Oleh karena itu, tasawuf akhlaki merupakan kajian ilmu yang sangat memerlukan praktik untuk menguasainya. Tidak hanya berupa teori sebagai sebuah pengetahuan, tetapi harus terealisasi dalam rentang waktu kehidupan manusia. Supaya lebih mudah menempatkan posisi tasawuf dalam kehidupan bermasyarakat, para pakar tasawuf membentuk kajian tasawuf ini pada ilmu tasawuf akhlaki, yang didasarkan pada sabda Nabi Muhammad SAW.
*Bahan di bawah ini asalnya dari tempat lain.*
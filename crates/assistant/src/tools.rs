//! The three read-only queries the model can call.
//!
//! Dispatch is a closed enum, not a string-keyed registry: adding a tool
//! means adding a variant, and the compiler checks every match. The dispatch
//! contract is that it always returns a JSON string — lookup failures, bad
//! arguments, and storage errors all become structured `{"error": …}`
//! payloads the model can read, never an `Err` to the caller.

use serde::Serialize;
use serde_json::Value;
use tracing::warn;

use namecard_core::error::StoreError;
use namecard_core::profile::{Profile, ProfileStats};
use namecard_core::store::CardStore;

/// Team listings never return more than this many members.
pub const MAX_TEAM_MEMBERS: usize = 10;

/// Case study / honor descriptions are clipped to this many characters.
const DESCRIPTION_LIMIT: usize = 200;
/// Bios in team listings are clipped harder.
const BIO_LIMIT: usize = 100;

/// The closed set of callable tools.
#[derive(Debug, Clone, Copy, PartialEq, Eq)]
pub enum ToolKind {
    GetProfileInfo,
    GetTeamMembers,
    RecommendTeamMember,
}

impl ToolKind {
    pub fn name(&self) -> &'static str {
        match self {
            Self::GetProfileInfo => "get_profile_info",
            Self::GetTeamMembers => "get_team_members",
            Self::RecommendTeamMember => "recommend_team_member",
        }
    }

    pub fn from_name(name: &str) -> Option<Self> {
        match name {
            "get_profile_info" => Some(Self::GetProfileInfo),
            "get_team_members" => Some(Self::GetTeamMembers),
            "recommend_team_member" => Some(Self::RecommendTeamMember),
            _ => None,
        }
    }
}

/// Execute one tool call on behalf of `requester` and return the JSON result.
pub async fn dispatch(
    store: &dyn CardStore,
    requester: &Profile,
    tool_name: &str,
    arguments: &Value,
) -> String {
    let Some(kind) = ToolKind::from_name(tool_name) else {
        return error_payload(&format!("Unknown tool: {tool_name}"));
    };

    let result = match kind {
        ToolKind::GetProfileInfo => Ok(get_profile_info(requester, arguments)),
        ToolKind::GetTeamMembers => get_team_members(store, requester, arguments).await,
        ToolKind::RecommendTeamMember => recommend_team_member(store, requester, arguments).await,
    };

    result.unwrap_or_else(|e| {
        warn!(tool = tool_name, error = %e, "Tool query failed");
        error_payload("工具执行失败,请重试")
    })
}

fn error_payload(message: &str) -> String {
    serde_json::json!({ "error": message }).to_string()
}

fn truncate_chars(s: &str, max: usize) -> String {
    if s.chars().count() <= max {
        return s.to_string();
    }
    let mut clipped: String = s.chars().take(max).collect();
    clipped.push('…');
    clipped
}

// --- get_profile_info ---

fn get_profile_info(profile: &Profile, arguments: &Value) -> String {
    let mut result = serde_json::json!({
        "full_name": profile.full_name,
        "title": profile.title,
        "company": profile.company,
        "department": profile.department,
        "bio": profile.bio,
        "specializations": profile.specializations,
        "stats": profile.stats,
        "contact": {
            "phone": profile.phone,
            "email": profile.email,
            "location": profile.location,
        },
    });

    if arguments["include_cases"].as_bool().unwrap_or(false) {
        let cases: Vec<Value> = profile
            .case_studies
            .iter()
            .take(3)
            .map(|cs| {
                serde_json::json!({
                    "title": cs.title,
                    "category": cs.category,
                    "date": cs.date,
                    "description": truncate_chars(&cs.description, DESCRIPTION_LIMIT),
                })
            })
            .collect();
        result["case_studies"] = Value::Array(cases);
    }

    if arguments["include_honors"].as_bool().unwrap_or(false) {
        let honors: Vec<Value> = profile
            .honors
            .iter()
            .take(3)
            .map(|h| {
                serde_json::json!({
                    "title": h.title,
                    "organization": h.organization,
                    "date": h.date,
                    "description": truncate_chars(&h.description, DESCRIPTION_LIMIT),
                })
            })
            .collect();
        result["honors"] = Value::Array(honors);
    }

    result.to_string()
}

// --- get_team_members ---

#[derive(Serialize)]
struct TeamMemberEntry {
    id: i64,
    full_name: String,
    title: String,
    department: Option<String>,
    specializations: Vec<String>,
    years_experience: u32,
    bio: Option<String>,
}

async fn get_team_members(
    store: &dyn CardStore,
    requester: &Profile,
    arguments: &Value,
) -> Result<String, StoreError> {
    let Some(organization_id) = requester.organization_id else {
        return Ok(error_payload("该专业人士暂未加入任何组织"));
    };

    let mut members = store.approved_members(organization_id).await?;
    members.retain(|m| m.id != requester.id);

    if let Some(keyword) = arguments["specialization"].as_str()
        && !keyword.is_empty()
    {
        members.retain(|m| m.specializations.iter().any(|s| s.contains(keyword)));
    }

    let limit = arguments["limit"]
        .as_u64()
        .map(|n| n as usize)
        .unwrap_or(MAX_TEAM_MEMBERS)
        .min(MAX_TEAM_MEMBERS);
    members.truncate(limit);

    let entries: Vec<TeamMemberEntry> = members
        .into_iter()
        .map(|m| TeamMemberEntry {
            id: m.id,
            full_name: m.full_name,
            title: m.title,
            department: m.department,
            specializations: m.specializations,
            years_experience: m.stats.years_experience,
            bio: m.bio.as_deref().map(|b| truncate_chars(b, BIO_LIMIT)),
        })
        .collect();

    Ok(serde_json::to_string(&entries).unwrap_or_else(|_| "[]".into()))
}
use std::fmt;
use std::sync::Arc;

use crate::models::config::ProviderOptions;
use crate::models::error::ProviderError;
use crate::models::state::LifecycleState;
use crate::provider::binding::ChannelBinding;
use crate::provider::identity::Identity;
use crate::traits::backend_driver::BackendDriver;
use crate::traits::provider_observer::ProviderObserver;
use crate::traits::stream_provider::StreamProvider;
use crate::traits::stream_registry::StreamRegistry;

/// Lifecycle manager around one backend driver.
///
/// Owns the shared identity (started flag + current stream) of a single
/// backend slot. At most one acquisition is in flight per identity: a second
/// `start`, through this provider or any of its bindings, fails with `InUse`
/// until the running stream is stopped.
///
/// ```text
/// start ─→ [channel bound?] ─→ [idle?] ─→ starting ─→ driver.begin_acquire
///                                                        │ ok        │ err
///                                                        ↓           ↓
///                     registry.register_channel ←─ running        idle
///                        (teardown → stop)
/// ```
pub struct ProviderCore<D, R>
where
    D: BackendDriver,
    R: StreamRegistry<Stream = D::Stream>,
{
    identity: Arc<Identity<D, R>>,
    channel: Option<String>,
}

impl<D, R> ProviderCore<D, R>
where
    D: BackendDriver,
    R: StreamRegistry<Stream = D::Stream>,
{
    /// Create an unbound provider with no acquisition timeout.
    pub fn new(driver: D, registry: Arc<R>) -> Self {
        Self {
            identity: Arc::new(Identity::new(driver, registry, None)),
            channel: None,
        }
    }

    pub fn with_options(
        driver: D,
        registry: Arc<R>,
        options: ProviderOptions,
    ) -> Result<Self, ProviderError> {
        options.validate()?;
        Ok(Self {
            identity: Arc::new(Identity::new(driver, registry, options.acquire_timeout())),
            channel: options.channel,
        })
    }

    pub fn driver(&self) -> &D {
        self.identity.driver()
    }

    pub fn registry(&self) -> &Arc<R> {
        self.identity.registry()
    }

    /// Bound channel name, if any.
    pub fn channel(&self) -> Option<&str> {
        self.channel.as_deref()
    }

    pub fn is_started(&self) -> bool {
        self.identity.state().is_started()
    }

    /// Clone of the running stream handle.
    pub fn current_stream(&self) -> Option<D::Stream> {
        self.identity.current_stream()
    }

    /// Registry channel id the running stream was published under.
    pub fn current_channel_id(&self) -> Option<String> {
        self.identity.current_channel_id()
    }

    /// Attach an observer to the shared identity (visible to all bindings).
    pub fn add_observer(&self, observer: Arc<dyn ProviderObserver>) {
        self.identity.add_observer(observer);
    }

    pub fn shares_identity_with(&self, binding: &ChannelBinding<D, R>) -> bool {
        binding.belongs_to(&self.identity)
    }

    #[deprecated(note = "use `bind_to_channel`")]
    pub fn chan(&self, channel: &str) -> ChannelBinding<D, R> {
        super::warn_chan_deprecated();
        self.bind_to_channel(channel)
    }
}

impl<D, R> StreamProvider for ProviderCore<D, R>
where
    D: BackendDriver,
    R: StreamRegistry<Stream = D::Stream>,
{
    type Managed = R::Managed;
    type Binding = ChannelBinding<D, R>;

    fn start(&self, channel_id: &str) -> Result<R::Managed, ProviderError> {
        self.identity.start(self.channel.as_deref(), channel_id)
    }

    fn stop(&self) -> Result<(), ProviderError> {
        self.identity.stop(self.channel.as_deref().unwrap_or_default())
    }

    fn bind_to_channel(&self, channel: &str) -> ChannelBinding<D, R> {
        ChannelBinding::new(Arc::clone(&self.identity), channel)
    }

    fn describe(&self) -> String {
        self.channel.clone().unwrap_or_default()
    }

    fn state(&self) -> LifecycleState {
        self.identity.state()
    }
}

impl<D, R> fmt::Display for ProviderCore<D, R>
where
    D: BackendDriver,
    R: StreamRegistry<Stream = D::Stream>,
{
    fn fmt(&self, f: &mut fmt::Formatter<'_>) -> fmt::Result {
        f.write_str(self.channel.as_deref().unwrap_or_default())
    }
}

impl<D, R> fmt::Debug for ProviderCore<D, R>
where
    D: BackendDriver,
    R: StreamRegistry<Stream = D::Stream>,
{
    fn fmt(&self, f: &mut fmt::Formatter<'_>) -> fmt::Result {
        f.debug_struct("ProviderCore")
            .field("identity", &self.identity.id())
            .field("backend", &self.identity.driver().name())
            .field("channel", &self.channel)
            .field("state", &self.identity.state())
            .finish()
    }
}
إنما بعثت لأتمم مكارم الأخلاق (رواه أحمد و البيهقي)
Salah seorang tokoh tasawuf akhlaki adalah al-Qusyairi, untuk mengenal lebih dalam mengenai al-Qusyairi maka patut kiranya kita ketahui mengenai sejarah beliau serta ajaran yang diajarkannya sebagaimana akan dijelaskan dalam makalah ini.
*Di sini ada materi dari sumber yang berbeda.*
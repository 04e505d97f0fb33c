use crate::models::error::ProviderError;
use crate::models::state::LifecycleState;

/// Lifecycle notifications for a provider identity.
///
/// Observers are attached to the shared identity, so they hear about every
/// binding of the provider. `channel` is the bound name of the provider or
/// binding the call went through (empty when unbound).
/// Called on the thread that drove the transition, never under the core's lock.
pub trait ProviderObserver: Send + Sync {
    /// The running stream was released and the identity is idle again.
    fn on_stopped(&self, channel: &str);

    fn on_state_changed(&self, channel: &str, state: LifecycleState) {
        let _ = (channel, state);
    }

    /// A `start` call failed.
    fn on_error(&self, channel: &str, error: &ProviderError) {
        let _ = (channel, error);
    }
}
use crate::models::error::BackendError;
use crate::models::stream_metadata::Acquisition;

/// Interface for concrete stream sources (HTTP relay, raw URL, VLC
/// transcode, stream daemon, ...).
///
/// A backend only knows how to open and close a stream. Everything else
/// (in-use locking, registry hand-off, channel bindings) lives in
/// [`ProviderCore`](crate::provider::base::ProviderCore).
pub trait BackendDriver: Send + Sync + 'static {
    /// Handle to an open stream. The core keeps one clone while the stream
    /// runs and gives the other to the registry, so it should be cheap to
    /// clone (typically `Arc`-backed).
    type Stream: Clone + Send + Sync + 'static;

    /// Open a stream for `channel`, the name the provider is bound to.
    ///
    /// May block; the core never holds its lock across this call.
    fn begin_acquire(&self, channel: &str) -> Result<Acquisition<Self::Stream>, BackendError>;

    /// Release a stream previously returned by `begin_acquire`.
    ///
    /// Called at most once per acquisition. Must tolerate a stream whose
    /// resources are already partially gone.
    fn end_acquire(&self, stream: Self::Stream) -> Result<(), BackendError>;

    /// Short name used in log lines.
    fn name(&self) -> &str {
        "backend"
    }
}
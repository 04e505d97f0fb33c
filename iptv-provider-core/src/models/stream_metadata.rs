use std::collections::BTreeMap;

use serde::{Deserialize, Serialize};

/// Transport metadata travelling with an acquired stream.
///
/// Handed to the registry next to the stream so consumers can be served the
/// same headers the backend produced.
#[derive(Debug, Clone, PartialEq, Eq, Serialize, Deserialize)]
pub struct StreamMetadata {
    pub headers: BTreeMap<String, String>,
    pub content_type: Option<String>,
    pub acquired_at: String,
}

impl StreamMetadata {
    pub fn new() -> Self {
        Self {
            headers: BTreeMap::new(),
            content_type: None,
            acquired_at: chrono::Utc::now().to_rfc3339(),
        }
    }

    pub fn with_header(mut self, name: impl Into<String>, value: impl Into<String>) -> Self {
        self.headers.insert(name.into(), value.into());
        self
    }

    pub fn with_content_type(mut self, content_type: impl Into<String>) -> Self {
        self.content_type = Some(content_type.into());
        self
    }

    /// Case-insensitive header lookup.
    pub fn header(&self, name: &str) -> Option<&str> {
        self.headers
            .iter()
            .find(|(key, _)| key.eq_ignore_ascii_case(name))
            .map(|(_, value)| value.as_str())
    }
}

impl Default for StreamMetadata {
    fn default() -> Self {
        Self::new()
    }
}

/// A stream freshly produced by a backend, plus its metadata.
#[derive(Debug, Clone)]
pub struct Acquisition<S> {
    pub stream: S,
    pub metadata: StreamMetadata,
}

impl<S> Acquisition<S> {
    pub fn new(stream: S) -> Self {
        Self {
            stream,
            metadata: StreamMetadata::new(),
        }
    }

    pub fn with_metadata(stream: S, metadata: StreamMetadata) -> Self {
        Self { stream, metadata }
    }
}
semoga apa yang kami tulis ini dapat bermanfaat bagi teman-teman, atau bagi siapa saja yang kebetulan membaca tulisan dalam makalah ini, penulis hanyalah manusia yang lemah yang sangat jauh dari kesempurnaan, karena itu penulis sangat berterima kasih apabila ada kritik, saran, atau apa saja yang berkaitan dengan makalah ini lebih-lebih kami mohon bimbingan dari dosen pembimbing mata kuliah ini, yaitu beliau H. M. Yusuf Agung Subekti, Lc,., M. Si.


BAB II
PEMBAHASAN
A. Riwayat hidup al-Qusyairi
Nama lengkap al-Qusyairi adalah Abdul Karim bin Hawazin. Sedangkan nasabnya adalah Abdul Karim bin Hawazin bin Abdul Malik bin Thalhah bin Muhammad sedangkan panggilannya adalah Abul Qasim. Ia lahir pada bulan Rabiul Awal tahun 376 H atau tahun 986 M di Astawa.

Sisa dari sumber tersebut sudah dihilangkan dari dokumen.